Thursday, April 17, 2008 (11:10 PM)
I'm compelled to write about water.  The reason is not clear, but water seems to be filling the crevices in my cranium.  The distraction is welcome, but if I'm not careful I'll soon be wanting a new distraction.  I need to learn moderation if I don't want to OD on H2O.

It was beautiful out today, with temperatures in the seventies.  I took the opportunity to walk on the Bird Island pier, a breakwall that separates the Niagara River from the Blackrock Canal.
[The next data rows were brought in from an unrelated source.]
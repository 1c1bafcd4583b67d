//! The constructed-once registry: the context object every operation
//! receives by reference.
//!
//! `Registry::builder().register::<T>()...initialize(source)` resolves each
//! record type against the configuration source, builds one connection pool
//! per entity-configuration group in use, and creates the schema for every
//! descriptor. The registry is immutable after initialization.

use std::any::TypeId;
use std::collections::HashMap;
use std::sync::Arc;

use rowboat_common::{Error, NestingMode, Result, ScopeStrategy};

use crate::config::{ConfigSource, GroupConfig};
use crate::pool::{self, DbPool};
use crate::record::Record;
use crate::schema::EntityDescriptor;

/// Callbacks invoked after persistence operations execute.
///
/// Observers are registered at build time and may not abort an operation;
/// they are notification-only, the way the source system's event listeners
/// are.
pub trait RecordObserver: Send + Sync {
    /// A row for `entity` was written to `table`.
    fn on_save(&self, entity: &str, table: &str) {
        let _ = (entity, table);
    }

    /// All rows of `entity` were deleted from `table`.
    fn on_delete_all(&self, entity: &str, table: &str) {
        let _ = (entity, table);
    }
}

/// Immutable runtime context: registered types, pools, policy, observers.
pub struct Registry {
    source: ConfigSource,
    entities: HashMap<TypeId, &'static EntityDescriptor>,
    pools: HashMap<&'static str, DbPool>,
    observers: Vec<Arc<dyn RecordObserver>>,
}

impl Registry {
    /// Start building a registry.
    pub fn builder() -> RegistryBuilder {
        RegistryBuilder {
            entities: Vec::new(),
            observers: Vec::new(),
        }
    }

    /// The descriptor for `T`, or [`Error::NotRegistered`] when `T` was not
    /// registered at initialization.
    pub fn descriptor_of<T: Record>(&self) -> Result<&'static EntityDescriptor> {
        self.entities
            .get(&TypeId::of::<T>())
            .copied()
            .ok_or_else(|| Error::not_registered(T::descriptor().entity()))
    }

    /// Whether `T` was registered at initialization.
    pub fn is_registered<T: Record>(&self) -> bool {
        self.entities.contains_key(&TypeId::of::<T>())
    }

    /// The resolved configuration for an entity-configuration group.
    pub fn resolved_config(&self, group: &str) -> Result<&GroupConfig> {
        self.source
            .group(group)
            .ok_or_else(|| Error::misconfigured(format!("unknown configuration group '{group}'")))
    }

    /// The configured scope strategy.
    pub fn strategy(&self) -> ScopeStrategy {
        self.source.strategy()
    }

    /// The configured nesting mode.
    pub fn nesting(&self) -> NestingMode {
        self.source.nesting()
    }

    pub(crate) fn pool(&self, group: &str) -> Result<&DbPool> {
        self.pools
            .get(group)
            .ok_or_else(|| Error::misconfigured(format!("no pool for configuration group '{group}'")))
    }

    pub(crate) fn notify_save(&self, entity: &str, table: &str) {
        tracing::trace!(entity, table, "record saved");
        for observer in &self.observers {
            observer.on_save(entity, table);
        }
    }

    pub(crate) fn notify_delete_all(&self, entity: &str, table: &str) {
        tracing::trace!(entity, table, "records deleted");
        for observer in &self.observers {
            observer.on_delete_all(entity, table);
        }
    }
}

impl std::fmt::Debug for Registry {
    fn fmt(&self, f: &mut std::fmt::Formatter<'_>) -> std::fmt::Result {
        f.debug_struct("Registry")
            .field("entities", &self.entities.len())
            .field("pools", &self.pools.keys().collect::<Vec<_>>())
            .finish_non_exhaustive()
    }
}

/// Builder for [`Registry`].
pub struct RegistryBuilder {
    entities: Vec<(TypeId, &'static EntityDescriptor)>,
    observers: Vec<Arc<dyn RecordObserver>>,
}

impl RegistryBuilder {
    /// Register a record type.
    pub fn register<T: Record>(mut self) -> Self {
        self.entities.push((TypeId::of::<T>(), T::descriptor()));
        self
    }

    /// Attach an observer notified after saves and deletes.
    pub fn observe(mut self, observer: Arc<dyn RecordObserver>) -> Self {
        self.observers.push(observer);
        self
    }

    /// Resolve every registered type against `source`, build pools, and
    /// create the schema. Must be called exactly once per process for a
    /// given application; the returned registry is shared by reference.
    ///
    /// Fails fast on duplicate registrations and on descriptors naming a
    /// group the source does not configure.
    pub fn initialize(self, source: ConfigSource) -> Result<Arc<Registry>> {
        let mut entities: HashMap<TypeId, &'static EntityDescriptor> = HashMap::new();
        for &(type_id, descriptor) in &self.entities {
            if entities.insert(type_id, descriptor).is_some() {
                return Err(Error::misconfigured(format!(
                    "record type '{}' registered twice",
                    descriptor.entity()
                )));
            }
            if source.group(descriptor.group()).is_none() {
                return Err(Error::misconfigured(format!(
                    "entity '{}' belongs to unknown configuration group '{}'",
                    descriptor.entity(),
                    descriptor.group()
                )));
            }
        }

        // One pool per group actually used by a registered entity.
        let mut pools: HashMap<&'static str, DbPool> = HashMap::new();
        for descriptor in entities.values() {
            let group = descriptor.group();
            if !pools.contains_key(group) {
                let config = source
                    .group(group)
                    .ok_or_else(|| Error::misconfigured(format!("unknown group '{group}'")))?;
                pools.insert(group, pool::init_pool(config)?);
            }
        }

        let registry = Registry {
            source,
            entities,
            pools,
            observers: self.observers,
        };
        registry.ensure_schema()?;

        tracing::info!(
            entities = registry.entities.len(),
            groups = registry.pools.len(),
            "registry initialized"
        );
        Ok(Arc::new(registry))
    }
}

impl Registry {
    fn ensure_schema(&self) -> Result<()> {
        for descriptor in self.entities.values() {
            let conn = pool::get_conn(self.pool(descriptor.group())?)?;
            let ddl = descriptor.create_table_sql();
            tracing::debug!(table = descriptor.table(), "creating table");
            conn.execute_batch(&ddl)
                .map_err(|e| Error::database(format!("schema creation failed: {e}")))?;
        }
        Ok(())
    }
}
I walked as far as the point that passes under the Peace Bridge (about 1/4 mile).  The ice boom across the mouth of the Niagara River at Lake Erie is in its final stages of removal for the season (two weeks later than scheduled), so the river was filled with masses of ice, great and small, playing bumper cars in the swift current at this point of the river.  I videoed for no particular reason, other than to have it on hand if needed.  (I already posted a video last April about the river ice.)

There's no real current in the canal, so that ice was fairly motionless.  The speed of the river's current was all the more  evident, in contrast.  Sometimes it's the raw power of the river that draws me; other times it's the serenity it provides.  Perhaps it's the subconscious need for both that brings me back so often.  I may return tomorrow.  That would be three times in four days, but I've done the same with the Falls and the Lower Rapids.  I've done the same at some of the parks where the current isn't as swift.  But this particular section of the river, with less turbulence, but just as much speed, than the Upper Rapids at Niagara Falls, is so compelling this time of year.  I think I will return tomorrow (today already, as it's now after 2am).